Cleopatra shot me a demeaning look. “Alice, dear,” she let my name seethe on her tongue, “I don’t think you’re meant to order until you have a table and a menu in front of you.”
“Sorry.” I let a small burp escape. My legs wobbled and I crashed backwards into a stack of menus, scattering them like a grenade had just gone off.
Judging by the embarrassment on Motley and Rabbits’ faces when I got back on my feet, I knew I was doing a good job. The drunkenness was pure theatrics. It was the only way Motley would have his guard down. As far as he knew, stupid drunk little Alice could never be planning to tie him up and grab the dynamite stick. I still wasn’t sure how I was going to do it, but tonight was the night.

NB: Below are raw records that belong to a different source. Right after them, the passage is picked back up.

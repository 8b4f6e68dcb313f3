mod common;

use catchbot::bot::transport::{ChatEvent, ChatRef, Outgoing, Sender};
use catchbot::bot::GameServer;
use catchbot::config::{Config, SpawnMode};
use common::{test_config, OWNER};
use tempfile::TempDir;
use tokio::sync::mpsc;

const GROUP: i64 = -5005;

fn say(chat: ChatRef, user: i64, name: &str, text: &str) -> ChatEvent {
    ChatEvent::Text {
        chat,
        sender: Sender::new(user, name),
        text: text.to_string(),
    }
}

fn group() -> ChatRef {
    ChatRef::group(GROUP, "Anime Club")
}

/// Feed every event, close the inbound channel and collect what the bot sent.
async fn run_script(config: Config, events: Vec<ChatEvent>) -> Vec<Outgoing> {
    let (out_tx, mut out_rx) = mpsc::unbounded_channel();
    let (event_tx, event_rx) = mpsc::unbounded_channel();
    let mut server = GameServer::open(config, out_tx).expect("server");
    for event in events {
        event_tx.send(event).expect("queue event");
    }
    drop(event_tx);
    server.run(event_rx).await.expect("run");
    drop(server);

    let mut sent = Vec::new();
    while let Some(msg) = out_rx.recv().await {
        sent.push(msg);
    }
    sent
}

fn texts(sent: &[Outgoing]) -> Vec<&str> {
    sent.iter()
        .filter_map(|m| match m {
            Outgoing::Text { text, .. } => Some(text.as_str()),
            _ => None,
        })
        .collect()
}

#[tokio::test]
async fn spawn_catch_and_collection_flow() {
    let dir = TempDir::new().expect("tempdir");
    let mut config = test_config(&dir);
    config.game.spawn_threshold = 4;

    let mut events = vec![
        ChatEvent::BotAdded {
            chat: group(),
            member_count: 20,
        },
        say(
            ChatRef::private(OWNER),
            OWNER,
            "Owner",
            "/addchar ssr https://example.org/violet.jpg Violet Evergarden | Violet Evergarden",
        ),
    ];
    for i in 0..4 {
        events.push(say(group(), 10 + i, "member", "hello"));
    }
    events.push(say(group(), 20, "Bob", "/catch Violet"));
    events.push(say(group(), 21, "Alice", "/catch violet evergarden"));
    events.push(say(group(), 20, "Bob", "/catch Violet Evergarden"));
    events.push(say(group(), 21, "Alice", "/harem"));

    let sent = run_script(config, events).await;

    let photos: Vec<_> = sent
        .iter()
        .filter_map(|m| match m {
            Outgoing::Photo {
                chat_id,
                image_url,
                caption,
            } => Some((*chat_id, image_url.as_str(), caption.as_str())),
            _ => None,
        })
        .collect();
    assert_eq!(photos.len(), 1);
    assert_eq!(photos[0].0, GROUP);
    assert_eq!(photos[0].1, "https://example.org/violet.jpg");
    assert!(photos[0].2.contains("/catch Violet Evergarden"));

    let replies = texts(&sent);
    assert!(replies.iter().any(|t| t.contains("A character will appear every 4 messages")));
    assert!(replies.iter().any(|t| t.contains("Character added")));
    assert!(replies.iter().any(|t| t.contains("Wrong name")));
    assert!(replies.iter().any(|t| t.contains("Alice caught")));
    assert!(replies.iter().any(|t| t.contains("caught by Alice")));
    let harem = replies
        .iter()
        .find(|t| t.contains("Harem Collection"))
        .expect("harem reply");
    assert!(harem.contains("Violet Evergarden"));
    assert!(harem.contains("Violet Evergarden: 1/1"));
}

#[tokio::test]
async fn hidden_name_caption_and_informative_idle_reply() {
    let dir = TempDir::new().expect("tempdir");
    let mut config = test_config(&dir);
    config.game.spawn_threshold = 2;
    config.game.hidden_name = true;
    config.game.reply_when_nothing_active = true;

    let events = vec![
        say(group(), 3, "Carol", "/catch anyone"),
        say(ChatRef::private(OWNER), OWNER, "Owner", "/addchar R https://x/m.png Mikasa"),
        say(group(), 1, "a", "hi"),
        say(group(), 2, "b", "hi"),
    ];
    let sent = run_script(config, events).await;

    assert!(texts(&sent)
        .iter()
        .any(|t| t.contains("no character to catch")));
    let caption = sent
        .iter()
        .find_map(|m| match m {
            Outgoing::Photo { caption, .. } => Some(caption.clone()),
            _ => None,
        })
        .expect("spawn announced");
    assert!(!caption.contains("Mikasa"));
}

#[tokio::test]
async fn owner_commands_and_gating() {
    let dir = TempDir::new().expect("tempdir");
    let mut config = test_config(&dir);
    config.bot.min_group_members = 10;
    config.bot.max_message_chars = 200;

    let mut events = vec![ChatEvent::BotAdded {
        chat: ChatRef::group(-77, "Tiny"),
        member_count: 3,
    }];
    for i in 0..30 {
        events.push(say(
            ChatRef::private(OWNER),
            OWNER,
            "Owner",
            &format!("/addchar C https://x/{}.png Character {:02}", i, i),
        ));
    }
    events.push(say(ChatRef::private(OWNER), OWNER, "Owner", "/wang"));
    events.push(say(ChatRef::private(5), 5, "Mallory", "/wipe"));

    let sent = run_script(config.clone(), events).await;

    assert!(sent.contains(&Outgoing::Leave { chat_id: -77 }));
    let listing: Vec<&str> = texts(&sent)
        .into_iter()
        .filter(|t| !t.contains("Character added"))
        .filter(|t| t.contains("Character "))
        .collect();
    assert!(listing.len() > 1, "listing should be chunked: {:?}", listing);
    assert!(listing.iter().all(|t| t.chars().count() <= 200));
    assert!(texts(&sent).iter().any(|t| t.contains("Only the bot owner")));

    let store = common::open_store(&dir);
    assert!(store.list_groups().expect("groups").is_empty());
    assert_eq!(store.collectible_count().expect("count"), 30);
}

#[tokio::test]
async fn interval_mode_spawns_in_known_groups() {
    let dir = TempDir::new().expect("tempdir");
    let mut config = test_config(&dir);
    config.game.spawn_mode = SpawnMode::Interval;
    config.game.spawn_interval_secs = Some(3600);

    let (out_tx, mut out_rx) = mpsc::unbounded_channel();
    let server = GameServer::open(config, out_tx).expect("server");
    server
        .handle_event(ChatEvent::BotAdded {
            chat: group(),
            member_count: 5,
        })
        .expect("added");
    server
        .handle_event(say(
            ChatRef::private(OWNER),
            OWNER,
            "Owner",
            "/addchar UR https://x/g.png Gojo",
        ))
        .expect("addchar");

    assert_eq!(server.spawn_tick().expect("tick"), 1);
    assert_eq!(server.spawn_tick().expect("tick again"), 0);
    assert!(server.status_summary().expect("status").contains("1 active spawns"));

    drop(server);
    let mut photos = 0;
    while let Some(msg) = out_rx.recv().await {
        if let Outgoing::Photo { chat_id, .. } = msg {
            assert_eq!(chat_id, GROUP);
            photos += 1;
        }
    }
    assert_eq!(photos, 1);
}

Motley requested a table in the back of the restaurant and slipped the maître d’ a wad of cash as an apology once we were seated. My lips twisted into a grin, knowing that my plan was working. I shot up from the table. “Excuse me, I have to use the little girl’s room.” I wobbled to the bathroom, taking the wrong turn more than once in order to bump into crowded tables of elite diners.
Once inside the bathroom, I rested my purse on the counter and pulled out a sewing needle and a Zippo lighter I had thrown in there before leaving my apartment. I hit the flint on the lighter and submerged the tip of the needle into the flame for thirty seconds. I peered into the mirror, at the crowns of silky blond hair erupting from my scalp, and the seductively painted eyes, and I stuck my tongue out. I snapped my eyes shut and rapidly plunged the needle into the thick, pink flesh.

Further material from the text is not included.